SM: Why Tumbleweed at this stage of the game? TE: I love the consulting lifestyle because I can work with so many companies at a time. It is very entertaining, but you never actually build something. In the back of my mind the question is always there: can I build a company again? The only space in security which is big that has not been filled yet is the date security space, and it is very fragmented right now.

SM: Security has become largely a niche market with a lot of niche products by niche companies, and they just end up getting acquired. TE: That is right. Think, however, of a company like Check Point. It is a large company, they grew up on firewalls, so there is reason to believe there is space for one or two companies that will grow and become very large security companies.

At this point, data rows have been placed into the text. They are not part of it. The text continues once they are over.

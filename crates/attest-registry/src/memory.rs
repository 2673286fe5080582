//! In-memory implementation of `HashRegistry`.
//!
//! `InMemoryHashRegistry` keeps every digest in a `HashSet` behind a
//! `Mutex`. It lives as long as the process and starts empty.

use std::collections::HashSet;
use std::sync::Mutex;

use tracing::debug;

use attest_contracts::{
    error::{AttestError, AttestResult},
    identity::Digest,
};
use attest_core::traits::HashRegistry;

/// A process-lifetime seen-hash set.
///
/// # Thread safety
///
/// `check_and_insert` performs the membership test and the insert under a
/// single lock acquisition, so concurrent submissions of the same content
/// cannot both be reported as new.
#[derive(Debug, Default)]
pub struct InMemoryHashRegistry {
    seen: Mutex<HashSet<Digest>>,
}

impl InMemoryHashRegistry {
    pub fn new() -> Self {
        Self::default()
    }

    fn lock(&self) -> AttestResult<std::sync::MutexGuard<'_, HashSet<Digest>>> {
        self.seen.lock().map_err(|e| AttestError::RegistryError {
            reason: format!("registry lock poisoned: {}", e),
        })
    }
}

impl HashRegistry for InMemoryHashRegistry {
    fn check_and_insert(&self, digest: &Digest) -> AttestResult<bool> {
        let mut seen = self.lock()?;
        let is_new = seen.insert(*digest);
        debug!(dataset_hash = %digest, is_new, size = seen.len(), "registry check-and-insert");
        Ok(is_new)
    }

    fn contains(&self, digest: &Digest) -> AttestResult<bool> {
        Ok(self.lock()?.contains(digest))
    }

    fn len(&self) -> AttestResult<usize> {
        Ok(self.lock()?.len())
    }
}
//! Missing-value and freeform-type counts.

use attest_contracts::{
    check::QualityReport,
    settings::CheckSettings,
    table::{ColumnType, Table},
};

/// Count missing cells and freeform-text columns.
///
/// A column counts as an incorrect type when its type is `Text` and its name
/// is not listed in `settings.categorical_columns`. Fully-missing columns are
/// typed `Null` and never count.
pub fn check_quality(table: &Table, settings: &CheckSettings) -> QualityReport {
    let missing_values = table.cells().filter(|(_, _, cell)| cell.is_missing()).count() as u64;

    let incorrect_types = table
        .columns()
        .iter()
        .filter(|c| c.column_type == ColumnType::Text)
        .filter(|c| !settings.categorical_columns.iter().any(|exempt| exempt == &c.name))
        .count() as u64;

    QualityReport { missing_values, incorrect_types }
}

Somebody can buy Check Point tomorrow, business is what it is, ofcourse.

SM: What do you think will happen to Symantec or McAfee – will they make it as independent companies? TE: I have friends in both companies. I think there are tracks which companies can pursue to become larger. The issue, depending on desktop security, is that you are always fighting Microsoft off. That is a very hard fight. Desktop security is a tough place. Infrastructure security is a completely different thing.

SM: If you are not fighting Microsoft, then you are fighting Cisco. That is an equally big threat. TE: Cisco does something completely different. They have their own infrastructure, and they are very unlikely to go to email administration and group policy products and start selling a complete suite of products. There are a number of things which must be done to connect all of the pieces. There are services, products, and it is just not a Cisco environment.

If you look at the problems as a content centered problem, rather than an infrastructure problem, then you could also look at Oracle. They care about data. A lot of people use the Oracle database, so you could argue that Oracle will get into that space. Content right now, however, is not part of any of these systems … it is in its own ecosystem out there. This could remain a space that lives in between all of these players. When you grow a company to be the size of Symantec, it is a different issue. Purchases at that level are simply industry consolidation. But at Tumbleweed, we still have a long way to go before we reach that scale or status.

SM: Taher, thanks for sharing your industry perspective with us. I find it very helpful to understand the segments and the dynamics. And your personal story is fascinating!